_Source material_:
//! Syntax highlighting for the editor panel.
//!
//! Highlighting a whole document with syntect is too slow for the keystroke
//! path, so it runs on a dedicated `std::thread` that owns the syntax and
//! theme sets. Requests go in over a crossbeam channel; styled lines come back
//! as `AppEvent::Highlighted`.
pub mod types;
pub mod worker;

_Exercise instructions_: Each entry is to be written out exactly as it was given.

_Exercise response_:
//! Syntax highlighting for the editor panel.
//!
//! Highlighting a whole document with syntect is too slow for the keystroke
//! path, so it runs on a dedicated `std::thread` that owns the syntax and
//! theme sets. Requests go in over a crossbeam channel; styled lines come back
//! as `AppEvent::Highlighted`.
pub mod types;
pub mod worker;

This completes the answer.